⟨

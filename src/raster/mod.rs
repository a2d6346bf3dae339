//! Brute-force polygon rasterization
//!
//! Every sample of a [`Grid`] is tested against the polygon on its own, so
//! rows are evaluated in parallel with rayon. No acceleration structure is
//! built: the cost is one `O(N)` predicate call per sample.

pub mod grid;

pub use grid::Grid;

use log::debug;
use rayon::prelude::*;
use std::fmt;

use crate::domain::Vertex;
use crate::geometry::inside;

/// Inside/outside verdicts for every sample of a grid
#[derive(Debug, Clone, PartialEq)]
pub struct Raster {
    columns: usize,
    rows: usize,
    /// Row-major, row 0 is the lowest y
    cells: Vec<bool>,
}

impl Raster {
    pub fn columns(&self) -> usize {
        self.columns
    }

    pub fn rows(&self) -> usize {
        self.rows
    }

    /// Verdict at (column, row), `None` when out of range
    pub fn get(&self, column: usize, row: usize) -> Option<bool> {
        if column >= self.columns || row >= self.rows {
            return None;
        }
        self.cells.get(row * self.columns + column).copied()
    }

    pub fn count_inside(&self) -> usize {
        self.cells.iter().filter(|&&c| c).count()
    }

    /// Render as text, highest row first, cells separated by a space
    pub fn render(&self, inside_char: char, outside_char: char) -> String {
        let mut out = String::with_capacity(self.rows * (self.columns * 2 + 1));

        for row in self.cells.chunks(self.columns).rev() {
            for (i, &cell) in row.iter().enumerate() {
                if i > 0 {
                    out.push(' ');
                }
                out.push(if cell { inside_char } else { outside_char });
            }
            out.push('\n');
        }

        out
    }
}

impl fmt::Display for Raster {
    fn fmt(&self, f: &mut fmt::Formatter<'_>) -> fmt::Result {
        f.write_str(&self.render('+', '.'))
    }
}

/// Evaluate the even-odd predicate at every sample of `grid`
///
/// Degenerate polygons are accepted and produce a meaningless but
/// well-formed raster.
pub fn rasterize(polygon: &[Vertex], grid: &Grid) -> Raster {
    debug!(
        "rasterizing {}-vertex polygon over {}x{} grid (step {})",
        polygon.len(),
        grid.columns(),
        grid.rows(),
        grid.step()
    );

    let cells: Vec<bool> = (0..grid.rows())
        .into_par_iter()
        .flat_map_iter(|row| {
            (0..grid.columns()).map(move |column| inside(polygon, grid.sample(column, row)))
        })
        .collect();

    let raster = Raster {
        columns: grid.columns(),
        rows: grid.rows(),
        cells,
    };

    debug!(
        "rasterized {} of {} samples inside",
        raster.count_inside(),
        raster.cells.len()
    );

    raster
}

⟩

Goal of the exercise: Reproduce the data shown above in its entirety, keeping each word as it is.

Answer for the task:
filename src/raster/mod.rs
repository a2d6346bf3dae339
//! Brute-force polygon rasterization
//!
//! Every sample of a [`Grid`] is tested against the polygon on its own, so
//! rows are evaluated in parallel with rayon. No acceleration structure is
//! built: the cost is one `O(N)` predicate call per sample.

pub mod grid;

pub use grid::Grid;

use log::debug;
use rayon::prelude::*;
use std::fmt;

use crate::domain::Vertex;
use crate::geometry::inside;

/// Inside/outside verdicts for every sample of a grid
#[derive(Debug, Clone, PartialEq)]
pub struct Raster {
    columns: usize,
    rows: usize,
    /// Row-major, row 0 is the lowest y
    cells: Vec<bool>,
}

impl Raster {
    pub fn columns(&self) -> usize {
        self.columns
    }

    pub fn rows(&self) -> usize {
        self.rows
    }

    /// Verdict at (column, row), `None` when out of range
    pub fn get(&self, column: usize, row: usize) -> Option<bool> {
        if column >= self.columns || row >= self.rows {
            return None;
        }
        self.cells.get(row * self.columns + column).copied()
    }

    pub fn count_inside(&self) -> usize {
        self.cells.iter().filter(|&&c| c).count()
    }

    /// Render as text, highest row first, cells separated by a space
    pub fn render(&self, inside_char: char, outside_char: char) -> String {
        let mut out = String::with_capacity(self.rows * (self.columns * 2 + 1));

        for row in self.cells.chunks(self.columns).rev() {
            for (i, &cell) in row.iter().enumerate() {
                if i > 0 {
                    out.push(' ');
                }
                out.push(if cell { inside_char } else { outside_char });
            }
            out.push('\n');
        }

        out
    }
}

impl fmt::Display for Raster {
    fn fmt(&self, f: &mut fmt::Formatter<'_>) -> fmt::Result {
        f.write_str(&self.render('+', '.'))
    }
}

/// Evaluate the even-odd predicate at every sample of `grid`
///
/// Degenerate polygons are accepted and produce a meaningless but
/// well-formed raster.
pub fn rasterize(polygon: &[Vertex], grid: &Grid) -> Raster {
    debug!(
        "rasterizing {}-vertex polygon over {}x{} grid (step {})",
        polygon.len(),
        grid.columns(),
        grid.rows(),
        grid.step()
    );

    let cells: Vec<bool> = (0..grid.rows())
        .into_par_iter()
        .flat_map_iter(|row| {
            (0..grid.columns()).map(move |column| inside(polygon, grid.sample(column, row)))
        })
        .collect();

    let raster = Raster {
        columns: grid.columns(),
        rows: grid.rows(),
        cells,
    };

    debug!(
        "rasterized {} of {} samples inside",
        raster.count_inside(),
        raster.cells.len()
    );

    raster
}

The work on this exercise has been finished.